SEO Myths And Legends
Successful search results can feel like a mythical creature we are all searching for. Learn the SEO aspects that should not be taken as fact.
The Holy Grail of search engine optimization is something many webmasters and IT professionals search for endlessly. Achieving that coveted first place in search engine rankings can seem like a mythical quest, given the often conflicting or outdated advice bandied around online about how to approach it.
Below, we will slay a few SEO dragons, while pointing you towards the true path for search engine nirvana:
Keywords Are Everything
Folklore tells of an age when inserting keywords into every sentence of a website would achieve incredible search engine results. However, keyword stuffing has long been frowned upon by the algorithms that crawl through every word of every website. After all this process ignored user experience and compromised search engines’ reputations as deliverers of useful content.
As these algorithms have matured and been refined, they’ve become increasingly astute at differentiating between content written for people and text produced for robots. Today, keyword stuffing is likely to get a website blacklisted from future search results – a process that is very difficult to reverse, and which should be avoided at all costs. Keywords are not the be-all-and-end-all of online content any more.
Link Farms Increase Your Website’s Ranking
Another historic yardstick for measuring a website’s popularity involved the number of third-party websites that linked to it. Unscrupulous webmasters sensed an opportunity, and began creating shell sites whose sole purpose was to host links to unrelated domains in exchange for a fee. Again, however, machine learning has allowed the search engine algorithms to determine that a particular site is full of meaningless links. The farms themselves are blacklisted, while linked sites are downgraded in search engine results – the exact opposite of the farms’ stated intention. Only links to other reputable sites will boost a site’s ranking. Once again, put the customer first and the results will follow.
You Can’t Have Too Much Content
It was often thought that a constantly-updated website would look active and popular, and it’s certainly true that algorithms prioritize websites with regular updates. However, the last ten years has seen vast quantities of low-quality content being churned out simply to populate blogs and news feeds. This is called ‘infobesity’ and the last thing you want to do is clog up the internet’s arteries!

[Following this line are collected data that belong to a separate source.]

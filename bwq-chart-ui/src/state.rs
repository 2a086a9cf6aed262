//! Application state managed via Dioxus context.
//!
//! `AppState` bundles all reactive signals into a single struct provided via
//! `use_context_provider`. Child components retrieve it with `use_context::<AppState>()`.

use bwq_db::Database;
use chrono::NaiveDate;
use dioxus::prelude::*;

/// Shared state of the water-quality dashboard.
#[derive(Clone, Copy)]
pub struct AppState {
    /// Database holding this pass's datasets (None until loaded)
    pub db: Signal<Option<Database>>,
    /// Whether the app is still loading
    pub loading: Signal<bool>,
    /// Error message if something went wrong
    pub error_msg: Signal<Option<String>>,
    /// Problem with the historical dataset, shown above everything else
    pub notice: Signal<Option<String>>,
    /// Dates the forecast has values for
    pub forecast_dates: Signal<Vec<NaiveDate>>,
    /// Date picked in the per-day forecast selector
    pub selected_date: Signal<Option<NaiveDate>>,
}

impl AppState {
    /// Create a new AppState with default signal values.
    pub fn new() -> Self {
        Self {
            db: Signal::new(None),
            loading: Signal::new(true),
            error_msg: Signal::new(None),
            notice: Signal::new(None),
            forecast_dates: Signal::new(Vec::new()),
            selected_date: Signal::new(None),
        }
    }
}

The recent rise of bot content hasn’t helped, while minor tweaks to existing content (in an attempt to pass it off as original) can now be easily identified by the algorithms. Cheap and poorly-written copy will be obvious, while plagiarism is easier to spot than ever. Conversely, unique editorial updates a few times a week will please the search engine Gods immensely.
Hyperlinks Are Really Important
The internet’s formative years saw extensive use of hyperlinked keywords and popular search terms on web pages. This was seen by early web crawlers as an indication of authority – if a website has a hundred links to reputable third-party sites, its content was probably created by experts. Needless to say, that was rarely the case. Optimized anchor text does still have a place, but it’s a fringe benefit compared to genuine forms of SEO like long tail keywords or robots.txt files. Meta tags and page headers are believed to count for more than links.
Unsolicited Emails Hold The Key To SEO Nirvana
Most of us will be familiar with these emails. They often have multiple exclamation marks in the title, promising us a position on the first page of Google (but never Bing, oddly). They typically originate in India, where 80% of the population doesn’t speak English and even the remaining 20% have a distinctive style of sentence construction. Employing the ‘services’ of such an agency will probably result in poor-quality generic text that has been mildly tweaked from a hundred other sites. In other words, it won’t work.